India is opening up faster than other countries, with large states witnessing near normalcy in activities. “Domestic trading activity as reflected in issuance of E-way bills expanded at a brisk pace, even over a high base, posting a growth of 15.9 percent y-o-y – intra-state by 17.3 percent and inter-state by 13.8 percent.”
“In fact, the number of E-way bills issued during December 2020 was the highest, suggesting that the recovery is no longer aloft on the fleeting tailwinds of festival spending but is rising Phoenix-like on the wings of an intrinsic momentum,” the RBI said.
The RBI report said “domestic spending is normalizing rapidly,” while collections under the goods and services tax (GST) surged to an all-time high of Rs. 1.15 trillion in December, higher by 11.6 percent over a year ago.
“Business activity is regenerating in an ‘unlock’ mood, incentivized in substantial measure by a simplified return filing system. Consumer confidence is regaining its groove,” it said.
About the labor market conditions, it said these are improving with a gradual pick up in employment. The labor force participation rate recovered to 40.06 in December from a low of 35.57 in April 2020. With the gradual lifting of inter-state movement restrictions, labor force participation rates across most states have picked up to around pre-pandemic levels.
“It is likely that the employment situation would brighten even more in the coming months,” the RBI said in its report. Higher spending by the government, as witnessed recently, is “invaluable at a time when all other components of GDP are in deep retrenchment under the metastasis purveyed by the pandemic.”
While India’s current account surplus remained for the third consecutive quarter, it “continues to contend with sluggish absorptive capacity.” The surplus has started to shrink in the second quarter and may moderate further in the second half of fiscal 2020-21.

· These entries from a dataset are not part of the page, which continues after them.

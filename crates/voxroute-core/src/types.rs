//! Shared request, result and envelope types.
//!
//! Kept free of tokio and engine code so the CLI client and downstream
//! consumers can parse envelopes without pulling in the worker runtime.

use std::fmt;
use std::path::Path;

use serde::{Deserialize, Serialize};

use crate::codec;
use crate::error::WorkerError;
use crate::language::LanguageKey;

/// Format tag carried by every success envelope.
pub const AUDIO_FORMAT: &str = "wav";

// ─── Device / cost ─────────────────────────────────────────────────────────

/// Hardware an engine is bound to.
#[derive(Debug, Clone, Copy, PartialEq, Eq, Hash, Serialize, Deserialize)]
#[serde(rename_all = "lowercase")]
pub enum Device {
    Accelerated,
    General,
}

impl Device {
    pub fn is_accelerated(self) -> bool {
        matches!(self, Self::Accelerated)
    }
}

impl fmt::Display for Device {
    fn fmt(&self, f: &mut fmt::Formatter<'_>) -> fmt::Result {
        match self {
            Self::Accelerated => f.write_str("accelerated"),
            Self::General => f.write_str("general"),
        }
    }
}

/// Device requested in configuration.
#[derive(Debug, Clone, Copy, PartialEq, Eq, Default, Serialize, Deserialize)]
#[serde(rename_all = "lowercase")]
pub enum DevicePreference {
    #[default]
    Auto,
    Accelerated,
    General,
}

impl DevicePreference {
    /// Resolve the preference to a concrete device.
    ///
    /// `Auto` picks `Accelerated` when an NVIDIA control node is present or
    /// `CUDA_VISIBLE_DEVICES` names at least one device.
    pub fn resolve(self) -> Device {
        match self {
            Self::Accelerated => Device::Accelerated,
            Self::General => Device::General,
            Self::Auto => {
                let visible = std::env::var("CUDA_VISIBLE_DEVICES").ok();
                if accelerator_present(visible.as_deref(), Path::new("/dev/nvidiactl")) {
                    Device::Accelerated
                } else {
                    Device::General
                }
            }
        }
    }
}

impl std::str::FromStr for DevicePreference {
    type Err = String;

    fn from_str(s: &str) -> Result<Self, Self::Err> {
        match s.to_lowercase().as_str() {
            "auto" => Ok(Self::Auto),
            "accelerated" | "gpu" | "cuda" => Ok(Self::Accelerated),
            "general" | "cpu" => Ok(Self::General),
            _ => Err(format!("unknown device '{s}'; expected auto, accelerated or general")),
        }
    }
}

fn accelerator_present(cuda_visible_devices: Option<&str>, control_node: &Path) -> bool {
    match cuda_visible_devices.map(str::trim) {
        // Explicitly hidden
        Some("") | Some("-1") | Some("none") => false,
        Some(_) => true,
        None => control_node.exists(),
    }
}

/// Model cost profile used by the admission policy.
#[derive(Debug, Clone, Copy, PartialEq, Eq, Serialize, Deserialize)]
#[serde(rename_all = "lowercase")]
pub enum CostClass {
    /// Single-language, vocoder-class model.
    Light,
    /// Multilingual or autoregressive model.
    Heavy,
}

/// How the registry maps languages to engines. Fixed for a process.
#[derive(Debug, Clone, Copy, PartialEq, Eq, Default, Serialize, Deserialize)]
#[serde(rename_all = "snake_case")]
pub enum RegistryMode {
    /// One distinct engine per language, no fallback.
    #[default]
    PerLanguage,
    /// One engine accepting the language as a parameter.
    Multilingual,
}

impl RegistryMode {
    pub fn default_cost(self) -> CostClass {
        match self {
            Self::PerLanguage => CostClass::Light,
            Self::Multilingual => CostClass::Heavy,
        }
    }
}

// ─── Request / result ──────────────────────────────────────────────────────

/// A validated synthesis request.
#[derive(Debug, Clone, PartialEq, Eq)]
pub struct SynthesisRequest {
    pub text: String,
    pub language: LanguageKey,
}

impl SynthesisRequest {
    /// Build a request. Text must contain something besides whitespace.
    pub fn new(text: impl Into<String>, language: LanguageKey) -> Result<Self, WorkerError> {
        let text = text.into();
        if text.trim().is_empty() {
            return Err(WorkerError::text_required());
        }
        Ok(Self { text, language })
    }
}

/// Raw audio produced for one request.
#[derive(Debug, Clone, PartialEq, Eq)]
pub struct SynthesisResult {
    pub audio: Vec<u8>,
    pub format: &'static str,
    pub language: LanguageKey,
    pub model: Option<String>,
}

// ─── Envelope ──────────────────────────────────────────────────────────────

/// Uniform response returned for every job.
#[derive(Debug, Clone, PartialEq, Eq, Serialize, Deserialize)]
#[serde(untagged)]
pub enum ResponseEnvelope {
    Success {
        audio: String,
        format: String,
        language: String,
        #[serde(default, skip_serializing_if = "Option::is_none")]
        model: Option<String>,
    },
    Failure {
        error: String,
    },
}

impl ResponseEnvelope {
    /// Encode a result. The model identifier is kept only when `include_model`.
    pub fn success(result: SynthesisResult, include_model: bool) -> Self {
        Self::Success {
            audio: codec::encode_audio(&result.audio),
            format: result.format.to_string(),
            language: result.language.into(),
            model: if include_model { result.model } else { None },
        }
    }

    pub fn failure(error: &WorkerError) -> Self {
        Self::Failure {
            error: error.to_string(),
        }
    }

    pub fn is_success(&self) -> bool {
        matches!(self, Self::Success { .. })
    }

    pub fn error_message(&self) -> Option<&str> {
        match self {
            Self::Failure { error } => Some(error),
            Self::Success { .. } => None,
        }
    }
}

In the first half of the next fiscal (FY22), GDP growth will benefit from statistical support and may become mostly consumption-driven. India being the global capital for vaccine manufacturing, pharmaceuticals exports are expected to receive a big impetus with the start of vaccination drives globally. Agricultural exports would remain resilient.
“The need to kick-start investment is acquiring urgency to secure a durable turnaround and a sustainable growth trajectory,” the report said, adding the country must look for ways in which cash sitting idly in balance sheets of corporations and banks and reverse repo balances with the central bank finds is channelized into credit to productive sectors and into real spending on investment activity before it imposes a persistent deflationary weight on real activity.
“Stress in the financial sector’s balance sheet could intensify as the camouflage of moratorium, asset classification standstill and restructuring fades, but banks have entered the health crisis with stronger capital buffers than the global financial crisis,” the RBI bulletin added.